Exercise prompt | Copy all lines below that use the word "collaborators".

··· Entries provided ···

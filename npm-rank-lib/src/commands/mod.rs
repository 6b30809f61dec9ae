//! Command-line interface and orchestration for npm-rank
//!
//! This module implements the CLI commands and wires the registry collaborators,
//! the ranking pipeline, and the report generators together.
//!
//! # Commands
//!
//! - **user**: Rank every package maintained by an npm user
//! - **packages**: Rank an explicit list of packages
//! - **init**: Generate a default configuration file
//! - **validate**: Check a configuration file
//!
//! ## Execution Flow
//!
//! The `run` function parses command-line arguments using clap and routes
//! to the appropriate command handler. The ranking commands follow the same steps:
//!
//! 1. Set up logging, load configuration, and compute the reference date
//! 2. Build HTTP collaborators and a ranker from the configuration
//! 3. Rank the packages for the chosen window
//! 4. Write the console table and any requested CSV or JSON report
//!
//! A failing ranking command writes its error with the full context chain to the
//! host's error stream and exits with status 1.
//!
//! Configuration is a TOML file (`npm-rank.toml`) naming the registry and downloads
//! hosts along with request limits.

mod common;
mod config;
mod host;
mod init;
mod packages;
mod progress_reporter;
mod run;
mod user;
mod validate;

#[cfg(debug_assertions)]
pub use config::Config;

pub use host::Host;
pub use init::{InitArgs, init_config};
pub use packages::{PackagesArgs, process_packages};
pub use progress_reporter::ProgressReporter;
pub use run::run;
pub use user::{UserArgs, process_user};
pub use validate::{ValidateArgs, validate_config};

···
··· Entries provided ···

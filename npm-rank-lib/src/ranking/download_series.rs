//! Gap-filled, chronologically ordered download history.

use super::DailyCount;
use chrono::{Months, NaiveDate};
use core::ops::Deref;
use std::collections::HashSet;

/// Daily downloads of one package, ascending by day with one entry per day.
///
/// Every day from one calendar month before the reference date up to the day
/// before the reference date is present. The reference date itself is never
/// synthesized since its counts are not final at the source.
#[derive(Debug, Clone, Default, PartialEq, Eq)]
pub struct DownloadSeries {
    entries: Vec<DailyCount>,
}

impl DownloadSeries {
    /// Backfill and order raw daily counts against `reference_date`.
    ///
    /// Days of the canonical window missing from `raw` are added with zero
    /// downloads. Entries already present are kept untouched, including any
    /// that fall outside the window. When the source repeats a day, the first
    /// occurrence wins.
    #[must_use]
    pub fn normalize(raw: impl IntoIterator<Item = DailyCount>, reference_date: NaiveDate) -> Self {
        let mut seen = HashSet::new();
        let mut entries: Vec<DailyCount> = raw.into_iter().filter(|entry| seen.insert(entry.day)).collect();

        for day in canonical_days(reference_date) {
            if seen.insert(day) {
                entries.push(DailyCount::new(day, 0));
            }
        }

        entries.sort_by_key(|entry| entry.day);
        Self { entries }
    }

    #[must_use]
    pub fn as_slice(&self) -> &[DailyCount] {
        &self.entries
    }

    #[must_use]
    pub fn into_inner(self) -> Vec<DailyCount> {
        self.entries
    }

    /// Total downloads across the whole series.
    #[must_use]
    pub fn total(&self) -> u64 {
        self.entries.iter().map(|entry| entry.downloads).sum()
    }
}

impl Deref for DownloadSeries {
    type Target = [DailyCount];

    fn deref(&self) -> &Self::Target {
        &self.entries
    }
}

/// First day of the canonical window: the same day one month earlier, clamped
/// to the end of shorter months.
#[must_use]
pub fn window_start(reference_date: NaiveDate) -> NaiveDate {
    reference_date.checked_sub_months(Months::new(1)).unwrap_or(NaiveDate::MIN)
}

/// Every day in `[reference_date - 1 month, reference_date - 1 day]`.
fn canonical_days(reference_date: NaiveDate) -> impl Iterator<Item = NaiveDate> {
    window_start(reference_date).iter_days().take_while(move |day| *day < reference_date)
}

···
··· Entries provided ···

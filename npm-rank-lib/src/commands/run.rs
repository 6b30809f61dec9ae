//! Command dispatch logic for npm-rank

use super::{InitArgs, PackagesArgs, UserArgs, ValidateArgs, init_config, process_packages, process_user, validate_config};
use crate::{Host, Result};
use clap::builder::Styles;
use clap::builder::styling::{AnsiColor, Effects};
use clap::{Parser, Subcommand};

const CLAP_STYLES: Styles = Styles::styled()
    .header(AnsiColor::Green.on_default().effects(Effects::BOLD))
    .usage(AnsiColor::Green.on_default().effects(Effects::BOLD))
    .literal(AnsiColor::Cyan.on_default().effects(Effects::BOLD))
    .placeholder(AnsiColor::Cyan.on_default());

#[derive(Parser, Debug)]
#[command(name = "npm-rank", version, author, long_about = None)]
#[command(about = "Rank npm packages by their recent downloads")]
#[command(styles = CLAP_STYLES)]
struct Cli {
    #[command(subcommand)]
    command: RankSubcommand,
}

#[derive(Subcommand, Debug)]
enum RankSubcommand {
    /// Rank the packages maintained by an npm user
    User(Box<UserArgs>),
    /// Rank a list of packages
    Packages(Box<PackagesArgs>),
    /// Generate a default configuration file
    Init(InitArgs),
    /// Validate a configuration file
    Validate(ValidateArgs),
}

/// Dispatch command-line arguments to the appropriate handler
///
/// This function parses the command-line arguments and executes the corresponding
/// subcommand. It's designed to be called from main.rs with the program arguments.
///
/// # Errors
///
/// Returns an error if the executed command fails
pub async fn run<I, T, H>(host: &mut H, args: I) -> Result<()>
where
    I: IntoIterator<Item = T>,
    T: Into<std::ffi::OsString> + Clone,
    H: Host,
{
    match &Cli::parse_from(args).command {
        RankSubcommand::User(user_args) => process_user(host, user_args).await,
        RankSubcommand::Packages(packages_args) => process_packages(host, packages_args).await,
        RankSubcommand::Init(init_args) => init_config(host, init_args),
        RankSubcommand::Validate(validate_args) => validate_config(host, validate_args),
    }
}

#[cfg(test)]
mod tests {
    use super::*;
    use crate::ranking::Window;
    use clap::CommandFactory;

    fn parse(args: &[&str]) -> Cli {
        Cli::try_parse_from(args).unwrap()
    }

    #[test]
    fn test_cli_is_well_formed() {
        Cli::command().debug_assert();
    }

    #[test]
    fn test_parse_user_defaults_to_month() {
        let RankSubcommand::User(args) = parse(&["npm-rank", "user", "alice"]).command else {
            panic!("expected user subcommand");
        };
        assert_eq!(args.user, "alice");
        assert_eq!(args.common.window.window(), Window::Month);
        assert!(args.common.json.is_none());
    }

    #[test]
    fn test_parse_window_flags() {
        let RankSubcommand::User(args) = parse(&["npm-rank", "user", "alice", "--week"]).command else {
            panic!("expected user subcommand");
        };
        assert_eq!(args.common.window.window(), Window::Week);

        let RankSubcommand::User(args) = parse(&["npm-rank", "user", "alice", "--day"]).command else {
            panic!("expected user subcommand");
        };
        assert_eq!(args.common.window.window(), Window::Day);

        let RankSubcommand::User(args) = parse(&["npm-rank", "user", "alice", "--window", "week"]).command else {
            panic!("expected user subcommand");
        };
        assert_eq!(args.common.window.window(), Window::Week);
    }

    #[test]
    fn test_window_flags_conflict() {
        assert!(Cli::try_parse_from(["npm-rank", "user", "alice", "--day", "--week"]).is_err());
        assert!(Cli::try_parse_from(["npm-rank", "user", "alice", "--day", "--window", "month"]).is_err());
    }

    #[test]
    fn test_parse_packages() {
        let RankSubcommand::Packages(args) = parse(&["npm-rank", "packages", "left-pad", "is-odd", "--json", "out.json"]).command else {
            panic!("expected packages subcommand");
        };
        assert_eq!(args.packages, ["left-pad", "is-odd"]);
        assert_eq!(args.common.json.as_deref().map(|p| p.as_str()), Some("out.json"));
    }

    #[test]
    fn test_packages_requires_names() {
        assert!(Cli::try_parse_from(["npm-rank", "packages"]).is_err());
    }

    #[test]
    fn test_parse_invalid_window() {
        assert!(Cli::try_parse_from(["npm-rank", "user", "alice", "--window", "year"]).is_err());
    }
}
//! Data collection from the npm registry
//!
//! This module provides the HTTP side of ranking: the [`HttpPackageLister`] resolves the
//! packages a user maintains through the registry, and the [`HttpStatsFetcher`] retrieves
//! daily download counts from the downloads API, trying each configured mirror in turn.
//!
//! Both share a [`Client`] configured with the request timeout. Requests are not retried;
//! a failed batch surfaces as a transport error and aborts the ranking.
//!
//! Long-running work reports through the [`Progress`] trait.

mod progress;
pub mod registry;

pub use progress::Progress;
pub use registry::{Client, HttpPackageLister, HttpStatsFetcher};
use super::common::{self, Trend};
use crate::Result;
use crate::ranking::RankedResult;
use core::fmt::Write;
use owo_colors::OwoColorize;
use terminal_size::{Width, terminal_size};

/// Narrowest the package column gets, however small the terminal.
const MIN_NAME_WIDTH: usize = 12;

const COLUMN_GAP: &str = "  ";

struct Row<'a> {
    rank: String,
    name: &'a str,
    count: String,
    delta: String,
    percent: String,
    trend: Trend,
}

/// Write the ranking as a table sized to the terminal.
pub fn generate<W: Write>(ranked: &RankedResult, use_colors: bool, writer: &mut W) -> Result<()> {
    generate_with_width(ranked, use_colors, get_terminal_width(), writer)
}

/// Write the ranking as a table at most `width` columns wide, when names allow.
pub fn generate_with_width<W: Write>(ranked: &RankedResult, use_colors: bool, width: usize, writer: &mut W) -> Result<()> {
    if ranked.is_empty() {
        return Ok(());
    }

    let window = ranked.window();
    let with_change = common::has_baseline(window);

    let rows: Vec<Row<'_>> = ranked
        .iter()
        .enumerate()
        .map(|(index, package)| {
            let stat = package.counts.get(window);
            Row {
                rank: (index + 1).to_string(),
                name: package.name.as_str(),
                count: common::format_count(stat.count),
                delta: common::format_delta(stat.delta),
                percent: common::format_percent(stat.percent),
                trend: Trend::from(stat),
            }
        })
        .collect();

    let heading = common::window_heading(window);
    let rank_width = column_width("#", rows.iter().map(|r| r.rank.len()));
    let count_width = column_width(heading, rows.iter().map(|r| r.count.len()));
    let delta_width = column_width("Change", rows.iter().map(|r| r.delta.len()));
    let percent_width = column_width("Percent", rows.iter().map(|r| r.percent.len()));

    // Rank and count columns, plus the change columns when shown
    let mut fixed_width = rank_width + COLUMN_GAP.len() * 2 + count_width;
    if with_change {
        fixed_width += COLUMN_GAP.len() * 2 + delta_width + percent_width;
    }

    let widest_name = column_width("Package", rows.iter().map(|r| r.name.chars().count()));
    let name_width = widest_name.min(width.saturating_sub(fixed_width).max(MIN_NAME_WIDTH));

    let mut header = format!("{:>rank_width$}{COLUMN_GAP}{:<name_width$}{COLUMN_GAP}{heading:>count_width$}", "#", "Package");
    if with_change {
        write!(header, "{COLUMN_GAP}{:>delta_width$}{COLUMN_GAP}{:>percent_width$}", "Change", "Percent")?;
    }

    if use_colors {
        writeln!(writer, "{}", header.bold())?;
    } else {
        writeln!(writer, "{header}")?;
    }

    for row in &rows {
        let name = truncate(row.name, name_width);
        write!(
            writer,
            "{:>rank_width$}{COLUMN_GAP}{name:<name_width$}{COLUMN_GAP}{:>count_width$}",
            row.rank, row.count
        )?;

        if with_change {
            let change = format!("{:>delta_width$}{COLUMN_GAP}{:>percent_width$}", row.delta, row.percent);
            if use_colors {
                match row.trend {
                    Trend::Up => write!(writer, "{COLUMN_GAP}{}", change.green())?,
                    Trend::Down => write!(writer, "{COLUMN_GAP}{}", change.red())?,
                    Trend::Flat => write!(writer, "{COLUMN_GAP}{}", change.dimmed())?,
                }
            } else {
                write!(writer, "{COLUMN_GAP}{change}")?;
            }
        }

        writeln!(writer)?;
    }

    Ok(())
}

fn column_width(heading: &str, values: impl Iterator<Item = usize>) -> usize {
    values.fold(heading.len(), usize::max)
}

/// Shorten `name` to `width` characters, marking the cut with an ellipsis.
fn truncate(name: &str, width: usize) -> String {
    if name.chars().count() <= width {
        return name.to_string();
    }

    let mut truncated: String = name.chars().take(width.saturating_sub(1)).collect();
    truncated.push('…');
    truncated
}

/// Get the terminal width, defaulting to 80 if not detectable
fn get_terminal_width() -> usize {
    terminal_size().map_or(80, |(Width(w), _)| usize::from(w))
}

···

Output |
//! This module implements the CLI commands and wires the registry collaborators,
//! 2. Build HTTP collaborators and a ranker from the configuration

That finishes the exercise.